In the data below, how many lines contain the string "GraphModel"? Give only the number.

[Stored data entries]
**********
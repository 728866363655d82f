//! Hover-driven highlight sets.
//!
//! The renderer reports hover events through [`HoverHandler`] and reads the
//! resulting [`Highlight`] each frame. Every event recomputes both sets from
//! scratch. Empty sets mean "no filter, show everything".

use std::collections::BTreeSet;
use std::sync::Arc;

use crate::graph::GraphModel;
use crate::types::{LinkIndex, NodeId};

/// Error type for hover events naming entities outside the graph.
#[derive(Debug, Clone, PartialEq, Eq, thiserror::Error)]
pub enum InteractionError {
    /// Hovered node id is not in the graph.
    #[error("Unknown node: {0}")]
    UnknownNode(NodeId),
    /// Hovered link index is not in the graph.
    #[error("Unknown link: {0}")]
    UnknownLink(LinkIndex),
}

/// Highlighted nodes and links.
#[derive(Debug, Clone, Default, PartialEq, Eq)]
pub struct Highlight {
    /// Highlighted node ids.
    pub nodes: BTreeSet<NodeId>,
    /// Highlighted link indices.
    pub links: BTreeSet<LinkIndex>,
}

impl Highlight {
    /// True when nothing is highlighted.
    pub fn is_empty(&self) -> bool {
        self.nodes.is_empty() && self.links.is_empty()
    }

    /// Empty both sets.
    pub fn clear(&mut self) {
        self.nodes.clear();
        self.links.clear();
    }
}

/// Highlight for a hovered node: the node, its neighbors, its incident links.
pub fn node_highlight(graph: &GraphModel, id: NodeId) -> Result<Highlight, InteractionError> {
    let node = graph.node(id).ok_or(InteractionError::UnknownNode(id))?;
    let mut highlight = Highlight::default();

    highlight.nodes.insert(node.id);
    highlight.nodes.extend(node.neighbors.iter().copied());
    highlight.links.extend(node.incident_links.iter().copied());
    Ok(highlight)
}

/// Highlight for a hovered link: the whole path of its witness.
///
/// Includes every link sharing the siglum, both endpoints of the hovered
/// link, and every node with an incident link sharing the siglum.
pub fn link_highlight(graph: &GraphModel, index: LinkIndex) -> Result<Highlight, InteractionError> {
    let link = graph.link(index).ok_or(InteractionError::UnknownLink(index))?;
    let mut highlight = Highlight::default();

    highlight.links.insert(index);
    highlight
        .links
        .extend(graph.links_for_siglum(&link.siglum).map(|(i, _)| i));

    highlight.nodes.insert(link.source);
    highlight.nodes.insert(link.target);
    for node in graph.nodes() {
        let on_path = node.incident_links.iter().any(|i| {
            graph
                .link(*i)
                .map(|other| other.siglum == link.siglum)
                .unwrap_or(false)
        });
        if on_path {
            highlight.nodes.insert(node.id);
        }
    }
    Ok(highlight)
}

/// Hover callbacks invoked by the renderer.
pub trait HoverHandler {
    /// Error type for hover events.
    type Error;

    /// A node gained hover, or hover left all nodes (`None`).
    fn on_node_hover(&mut self, node: Option<NodeId>) -> Result<(), Self::Error>;

    /// A link gained hover, or hover left all links (`None`).
    fn on_link_hover(&mut self, link: Option<LinkIndex>) -> Result<(), Self::Error>;
}

/// What the pointer is currently over.
#[derive(Debug, Clone, Copy, PartialEq, Eq)]
pub enum Hovered {
    /// A node.
    Node(NodeId),
    /// A link.
    Link(LinkIndex),
}

/// Highlight state owned by the interaction layer.
#[derive(Debug, Clone)]
pub struct InteractionState {
    graph: Arc<GraphModel>,
    hovered: Option<Hovered>,
    highlight: Highlight,
}

impl InteractionState {
    /// Create state over a finished graph with nothing highlighted.
    pub fn new(graph: Arc<GraphModel>) -> Self {
        Self {
            graph,
            hovered: None,
            highlight: Highlight::default(),
        }
    }

    /// The graph being explored.
    pub fn graph(&self) -> &GraphModel {
        &self.graph
    }

    /// Current highlight sets.
    pub fn highlight(&self) -> &Highlight {
        &self.highlight
    }

    /// Entity under the pointer, if any.
    pub fn hovered(&self) -> Option<Hovered> {
        self.hovered
    }

    /// True when any highlight filter is active.
    pub fn has_active_highlight(&self) -> bool {
        !self.highlight.is_empty()
    }

    /// True when `id` is highlighted.
    pub fn is_node_highlighted(&self, id: NodeId) -> bool {
        self.highlight.nodes.contains(&id)
    }

    /// True when `index` is highlighted.
    pub fn is_link_highlighted(&self, index: LinkIndex) -> bool {
        self.highlight.links.contains(&index)
    }

    fn reset(&mut self) {
        self.hovered = None;
        self.highlight.clear();
    }
}

impl HoverHandler for InteractionState {
    type Error = InteractionError;

    fn on_node_hover(&mut self, node: Option<NodeId>) -> Result<(), InteractionError> {
        self.reset();
        if let Some(id) = node {
            self.highlight = node_highlight(&self.graph, id)?;
            self.hovered = Some(Hovered::Node(id));
        }
        Ok(())
    }

    fn on_link_hover(&mut self, link: Option<LinkIndex>) -> Result<(), InteractionError> {
        self.reset();
        if let Some(index) = link {
            self.highlight = link_highlight(&self.graph, index)?;
            self.hovered = Some(Hovered::Link(index));
        }
        Ok(())
    }
}
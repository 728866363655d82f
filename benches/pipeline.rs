//! Performance benchmarks for graph building and hover highlighting.
//!
//! Run with: `cargo bench --bench pipeline`

use criterion::{black_box, criterion_group, criterion_main, BenchmarkId, Criterion, Throughput};
use std::sync::Arc;

use collation_graph::{
    GraphConfig, HoverHandler, IdentityScheme, InteractionState, LinkIndex, Pipeline,
};

/// Synthetic collation: witnesses share most readings, vary every seventh
/// level, and leave every eleventh cell empty.
fn make_rows(witnesses: usize, levels: usize) -> Vec<Vec<String>> {
    (0..witnesses)
        .map(|w| {
            let mut row = vec![format!("W{w}")];
            row.extend((0..levels).map(|l| {
                if (w + l) % 11 == 0 {
                    String::new()
                } else if l % 7 == 0 {
                    format!("var{}_{}", l, w % 3)
                } else {
                    format!("word{l}")
                }
            }));
            row
        })
        .collect()
}

fn bench_build(c: &mut Criterion) {
    let mut group = c.benchmark_group("build");

    for scheme in [IdentityScheme::Xxh64, IdentityScheme::Interned] {
        let pipeline = Pipeline::new(GraphConfig::default().with_identity(scheme)).unwrap();
        for levels in [100, 1_000] {
            let rows = make_rows(9, levels);
            group.throughput(Throughput::Elements((9 * levels) as u64));
            group.bench_with_input(
                BenchmarkId::new(scheme.to_string(), levels),
                &rows,
                |b, rows| b.iter(|| pipeline.build_rows(black_box(rows.clone())).unwrap()),
            );
        }
    }

    group.finish();
}

fn bench_link_hover(c: &mut Criterion) {
    let pipeline = Pipeline::new(GraphConfig::default()).unwrap();
    let model = Arc::new(pipeline.build_rows(make_rows(9, 1_000)).unwrap());
    let mut state = InteractionState::new(Arc::clone(&model));

    c.bench_function("link_hover_1000_levels", |b| {
        b.iter(|| {
            state.on_link_hover(Some(black_box(LinkIndex::new(0)))).unwrap();
            black_box(state.highlight().nodes.len())
        })
    });
}

criterion_group!(benches, bench_build, bench_link_hover);
criterion_main!(benches);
**********
# RESULT
6